■ **EXERCISE**
With every line kept intact, print the entries that appear below.

[Start of Attachment]

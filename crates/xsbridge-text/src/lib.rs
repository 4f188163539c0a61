//! xsbridge-text
//!
//! Tantivy-backed stand-in for the search daemon. Collections described by
//! `xsbridge-core` become tantivy indexes, in memory or under a directory.
pub mod tantivy_utils;
pub mod index;
pub mod search;

pub use index::{TantivyClient, TantivyClientFactory};
pub use search::TantivySession;
use anyhow::Result;
use tantivy::collector::{Count, TopDocs};
use tantivy::query::{AllQuery, EmptyQuery, Query, QueryParser, QueryParserError};
use tantivy::{DocAddress, Index, IndexReader, Order, TantivyDocument};
use tracing::warn;

use xsbridge_core::traits::SearchSession;
use xsbridge_core::types::{Document, FieldValue};

use crate::tantivy_utils::{from_tantivy_doc, CollectionLayout};

/// Hits returned when no limit was set.
pub const DEFAULT_LIMIT: usize = 10;

/// One query against a tantivy collection.
///
/// Terms are combined with AND. Ranges are added to the query text as
/// `field:[from TO to]`, `*` marking an open bound. An empty query matches
/// every document.
pub struct TantivySession<'a> {
	index: &'a Index,
	reader: &'a IndexReader,
	layout: &'a CollectionLayout,
	query: String,
	ranges: Vec<String>,
	fuzzy: bool,
	limit: usize,
	offset: usize,
	sort: Option<(String, bool)>,
	last_count: u64,
}

impl<'a> TantivySession<'a> {
	pub fn new(index: &'a Index, reader: &'a IndexReader, layout: &'a CollectionLayout) -> Self {
		Self { index, reader, layout, query: String::new(), ranges: Vec::new(), fuzzy: false, limit: DEFAULT_LIMIT, offset: 0, sort: None, last_count: 0 }
	}

	/// Full query text including range clauses.
	pub fn query_text(&self) -> String {
		let mut text = self.query.trim().to_string();
		for clause in &self.ranges {
			if !text.is_empty() { text.push(' '); }
			text.push_str(clause);
		}
		text
	}

	/// Parses leniently: unparsable parts are dropped and logged. Unprefixed
	/// terms on a collection without default fields match nothing.
	fn build_query(&self) -> Box<dyn Query> {
		let text = self.query_text();
		if text.is_empty() { return Box::new(AllQuery); }
		let mut query_parser = QueryParser::for_index(self.index, self.layout.default_fields.clone());
		query_parser.set_conjunction_by_default();
		if let Some(title) = self.layout.title { query_parser.set_field_boost(title, 2.0); }
		if self.fuzzy {
			for field in &self.layout.default_fields { query_parser.set_field_fuzzy(*field, false, 1, true); }
		}
		let (query, errors) = query_parser.parse_query_lenient(&text);
		if errors.iter().any(|e| matches!(e, QueryParserError::NoDefaultFieldDeclared)) {
			warn!(query = %text, "free text on a collection without default fields, matching nothing");
			return Box::new(EmptyQuery);
		}
		if !errors.is_empty() { warn!(query = %text, ?errors, "ignored unparsable parts of query"); }
		query
	}

	/// Sort field if it can be sorted on; only numeric fields are fast fields.
	fn sort_field(&self) -> Option<(String, bool)> {
		let (name, ascending) = self.sort.as_ref()?;
		match self.layout.field(name) {
			Some(f) if f.numeric => Some((name.clone(), *ascending)),
			_ => { warn!(field = %name, "sorting is only supported on numeric fields, using relevance order"); None }
		}
	}
}

fn bound(value: Option<&FieldValue>) -> String { value.map_or_else(|| "*".to_string(), ToString::to_string) }

impl SearchSession for TantivySession<'_> {
	fn set_limit(&mut self, limit: usize, offset: usize) {
		self.limit = limit.max(1);
		self.offset = offset;
	}

	fn set_fuzzy(&mut self, fuzzy: bool) { self.fuzzy = fuzzy; }

	fn set_query(&mut self, query: &str) { self.query = query.to_string(); }

	fn add_range(&mut self, field: &str, from: Option<&FieldValue>, to: Option<&FieldValue>) {
		self.ranges.push(format!("{}:[{} TO {}]", field, bound(from), bound(to)));
	}

	fn set_sort(&mut self, field: &str, ascending: bool) { self.sort = Some((field.to_string(), ascending)); }

	fn execute(&mut self) -> Result<Vec<Document>> {
		let query = self.build_query();
		let searcher = self.reader.searcher();
		let num_docs = usize::try_from(searcher.num_docs()).unwrap_or(usize::MAX);
		if self.offset >= num_docs {
			self.last_count = searcher.search(&query, &Count)? as u64;
			return Ok(Vec::new());
		}
		// Neither bound can exceed the collection, so limit + offset stays in range.
		let top_docs = TopDocs::with_limit(self.limit.min(num_docs)).and_offset(self.offset);
		let (addresses, count): (Vec<DocAddress>, usize) = match self.sort_field() {
			Some((name, ascending)) => {
				let order = if ascending { Order::Asc } else { Order::Desc };
				let (hits, count) = searcher.search(&query, &(top_docs.order_by_fast_field::<f64>(name, order), Count))?;
				(hits.into_iter().map(|(_, addr)| addr).collect(), count)
			}
			None => {
				let (hits, count) = searcher.search(&query, &(top_docs, Count))?;
				(hits.into_iter().map(|(_, addr)| addr).collect(), count)
			}
		};
		self.last_count = count as u64;
		let mut docs = Vec::with_capacity(addresses.len());
		for addr in addresses {
			let doc: TantivyDocument = searcher.doc(addr)?;
			docs.push(from_tantivy_doc(self.layout, &doc));
		}
		Ok(docs)
	}

	fn last_count(&self) -> u64 { self.last_count }
}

[End of Attachment]

■ **ANSWER SPACE**
filename crates/xsbridge-text/src/lib.rs
repository 4f188163539c0a61
//! xsbridge-text
//!
//! Tantivy-backed stand-in for the search daemon. Collections described by
//! `xsbridge-core` become tantivy indexes, in memory or under a directory.
pub mod tantivy_utils;
pub mod index;
pub mod search;

pub use index::{TantivyClient, TantivyClientFactory};
pub use search::TantivySession;
use anyhow::Result;
use tantivy::collector::{Count, TopDocs};
use tantivy::query::{AllQuery, EmptyQuery, Query, QueryParser, QueryParserError};
use tantivy::{DocAddress, Index, IndexReader, Order, TantivyDocument};
use tracing::warn;

use xsbridge_core::traits::SearchSession;
use xsbridge_core::types::{Document, FieldValue};

use crate::tantivy_utils::{from_tantivy_doc, CollectionLayout};

/// Hits returned when no limit was set.
pub const DEFAULT_LIMIT: usize = 10;

/// One query against a tantivy collection.
///
/// Terms are combined with AND. Ranges are added to the query text as
/// `field:[from TO to]`, `*` marking an open bound. An empty query matches
/// every document.
pub struct TantivySession<'a> {
	index: &'a Index,
	reader: &'a IndexReader,
	layout: &'a CollectionLayout,
	query: String,
	ranges: Vec<String>,
	fuzzy: bool,
	limit: usize,
	offset: usize,
	sort: Option<(String, bool)>,
	last_count: u64,
}

impl<'a> TantivySession<'a> {
	pub fn new(index: &'a Index, reader: &'a IndexReader, layout: &'a CollectionLayout) -> Self {
		Self { index, reader, layout, query: String::new(), ranges: Vec::new(), fuzzy: false, limit: DEFAULT_LIMIT, offset: 0, sort: None, last_count: 0 }
	}

	/// Full query text including range clauses.
	pub fn query_text(&self) -> String {
		let mut text = self.query.trim().to_string();
		for clause in &self.ranges {
			if !text.is_empty() { text.push(' '); }
			text.push_str(clause);
		}
		text
	}

	/// Parses leniently: unparsable parts are dropped and logged. Unprefixed
	/// terms on a collection without default fields match nothing.
	fn build_query(&self) -> Box<dyn Query> {
		let text = self.query_text();
		if text.is_empty() { return Box::new(AllQuery); }
		let mut query_parser = QueryParser::for_index(self.index, self.layout.default_fields.clone());
		query_parser.set_conjunction_by_default();
		if let Some(title) = self.layout.title { query_parser.set_field_boost(title, 2.0); }
		if self.fuzzy {
			for field in &self.layout.default_fields { query_parser.set_field_fuzzy(*field, false, 1, true); }
		}
		let (query, errors) = query_parser.parse_query_lenient(&text);
		if errors.iter().any(|e| matches!(e, QueryParserError::NoDefaultFieldDeclared)) {
			warn!(query = %text, "free text on a collection without default fields, matching nothing");
			return Box::new(EmptyQuery);
		}
		if !errors.is_empty() { warn!(query = %text, ?errors, "ignored unparsable parts of query"); }
		query
	}

	/// Sort field if it can be sorted on; only numeric fields are fast fields.
	fn sort_field(&self) -> Option<(String, bool)> {
		let (name, ascending) = self.sort.as_ref()?;
		match self.layout.field(name) {
			Some(f) if f.numeric => Some((name.clone(), *ascending)),
			_ => { warn!(field = %name, "sorting is only supported on numeric fields, using relevance order"); None }
		}
	}
}

fn bound(value: Option<&FieldValue>) -> String { value.map_or_else(|| "*".to_string(), ToString::to_string) }

impl SearchSession for TantivySession<'_> {
	fn set_limit(&mut self, limit: usize, offset: usize) {
		self.limit = limit.max(1);
		self.offset = offset;
	}

	fn set_fuzzy(&mut self, fuzzy: bool) { self.fuzzy = fuzzy; }

	fn set_query(&mut self, query: &str) { self.query = query.to_string(); }

	fn add_range(&mut self, field: &str, from: Option<&FieldValue>, to: Option<&FieldValue>) {
		self.ranges.push(format!("{}:[{} TO {}]", field, bound(from), bound(to)));
	}

	fn set_sort(&mut self, field: &str, ascending: bool) { self.sort = Some((field.to_string(), ascending)); }

	fn execute(&mut self) -> Result<Vec<Document>> {
		let query = self.build_query();
		let searcher = self.reader.searcher();
		let num_docs = usize::try_from(searcher.num_docs()).unwrap_or(usize::MAX);
		if self.offset >= num_docs {
			self.last_count = searcher.search(&query, &Count)? as u64;
			return Ok(Vec::new());
		}
		// Neither bound can exceed the collection, so limit + offset stays in range.
		let top_docs = TopDocs::with_limit(self.limit.min(num_docs)).and_offset(self.offset);
		let (addresses, count): (Vec<DocAddress>, usize) = match self.sort_field() {
			Some((name, ascending)) => {
				let order = if ascending { Order::Asc } else { Order::Desc };
				let (hits, count) = searcher.search(&query, &(top_docs.order_by_fast_field::<f64>(name, order), Count))?;
				(hits.into_iter().map(|(_, addr)| addr).collect(), count)
			}
			None => {
				let (hits, count) = searcher.search(&query, &(top_docs, Count))?;
				(hits.into_iter().map(|(_, addr)| addr).collect(), count)
			}
		};
		self.last_count = count as u64;
		let mut docs = Vec::with_capacity(addresses.len());
		for addr in addresses {
			let doc: TantivyDocument = searcher.doc(addr)?;
			docs.push(from_tantivy_doc(self.layout, &doc));
		}
		Ok(docs)
	}

	fn last_count(&self) -> u64 { self.last_count }
}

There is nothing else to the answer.